** What is being asked **
Which lines of the entries hold the string "index"? Copy each one.

[Saved entries]
----------

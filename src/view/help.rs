//! Help overlay widget displaying keyboard shortcuts.
//!
//! Shows a centered modal overlay with all keyboard shortcuts grouped by category.
//! Triggered by '?' key, dismissed by 'Esc' or '?'.

use super::constants::{HELP_POPUP_HEIGHT_PERCENT, HELP_POPUP_WIDTH_PERCENT};
use super::styles::{MUTED_TEXT, SECTION_HEADER};
use ratatui::{
    layout::{Alignment, Rect},
    style::{Color, Modifier, Style},
    text::{Line, Span},
    widgets::{Block, Borders, Clear, Paragraph, Wrap},
    Frame,
};

/// Shortcut groups: (category, [(keys, description)]).
const SHORTCUTS: &[(&str, &[(&str, &str)])] = &[
    (
        "Search Input",
        &[
            ("Enter", "Search (ignored while searching)"),
            ("←/→ Home/End", "Move cursor"),
            ("Backspace/Del", "Delete character"),
            ("Ctrl+u", "Clear query"),
            ("Tab/↓/Esc", "Go to results"),
        ],
    ),
    (
        "Results",
        &[
            ("j/↓", "Next row"),
            ("k/↑", "Previous row"),
            ("g/Home", "First row"),
            ("G/End", "Last row"),
            ("Enter/Space", "Expand/collapse user, open repository"),
            ("o", "Open repository in browser"),
            ("r", "Refresh repositories or search"),
            ("/ or i or Tab", "Back to search input"),
        ],
    ),
    (
        "Application",
        &[
            ("?", "Toggle this help"),
            ("q", "Quit (from results)"),
            ("Ctrl+c", "Quit"),
        ],
    ),
];

/// Column width of the key column.
const KEY_COLUMN_WIDTH: usize = 16;

/// Render the help overlay centered on the screen.
///
/// `scroll_offset` is the first content line shown.
pub fn render_help_overlay(frame: &mut Frame, scroll_offset: u16) {
    let area = frame.area();
    let popup_area = centered_rect(HELP_POPUP_WIDTH_PERCENT, HELP_POPUP_HEIGHT_PERCENT, area);

    frame.render_widget(Clear, popup_area);

    let help_paragraph = Paragraph::new(build_help_content())
        .block(
            Block::default()
                .title(" Keyboard Shortcuts ")
                .borders(Borders::ALL)
                .border_style(Style::default().fg(Color::Cyan)),
        )
        .wrap(Wrap { trim: false })
        .alignment(Alignment::Left)
        .scroll((scroll_offset, 0));

    frame.render_widget(help_paragraph, popup_area);

    // Dismissal hint on the bottom border
    let hint_area = Rect {
        x: popup_area.x,
        y: popup_area.y + popup_area.height.saturating_sub(1),
        width: popup_area.width,
        height: 1,
    };

    let hint = Paragraph::new(Line::from(vec![Span::styled(
        " Press Esc or ? to close ",
        MUTED_TEXT.add_modifier(Modifier::DIM),
    )]))
    .alignment(Alignment::Center);

    frame.render_widget(hint, hint_area);
}

/// Calculate the centered rect for the help overlay.
fn centered_rect(percent_x: u16, percent_y: u16, area: Rect) -> Rect {
    let popup_width = area.width * percent_x / 100;
    let popup_height = area.height * percent_y / 100;
    let popup_x = (area.width.saturating_sub(popup_width)) / 2;
    let popup_y = (area.height.saturating_sub(popup_height)) / 2;

    Rect {
        x: area.x + popup_x,
        y: area.y + popup_y,
        width: popup_width,
        height: popup_height,
    }
}

/// Build the help content lines grouped by category.
fn build_help_content() -> Vec<Line<'static>> {
    let key_style = Style::default()
        .fg(Color::Yellow)
        .add_modifier(Modifier::BOLD);
    let desc_style = Style::default().fg(Color::White);

    let mut lines = Vec::new();
    for (index, (category, shortcuts)) in SHORTCUTS.iter().enumerate() {
        if index > 0 {
            lines.push(Line::default());
        }
        lines.push(Line::from(Span::styled(*category, SECTION_HEADER)));
        for (keys, description) in shortcuts.iter() {
            lines.push(Line::from(vec![
                Span::styled(format!("  {:<width$}", keys, width = KEY_COLUMN_WIDTH), key_style),
                Span::styled(*description, desc_style),
            ]));
        }
    }
    lines
}

/// Number of content lines, for clamping the overlay scroll.
pub fn help_line_count() -> usize {
    build_help_content().len()
}

// ===== Tests =====

#[cfg(test)]
#[path = "help_tests.rs"]
mod tests;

----------

** Output of the task **
    for (index, (category, shortcuts)) in SHORTCUTS.iter().enumerate() {
        if index > 0 {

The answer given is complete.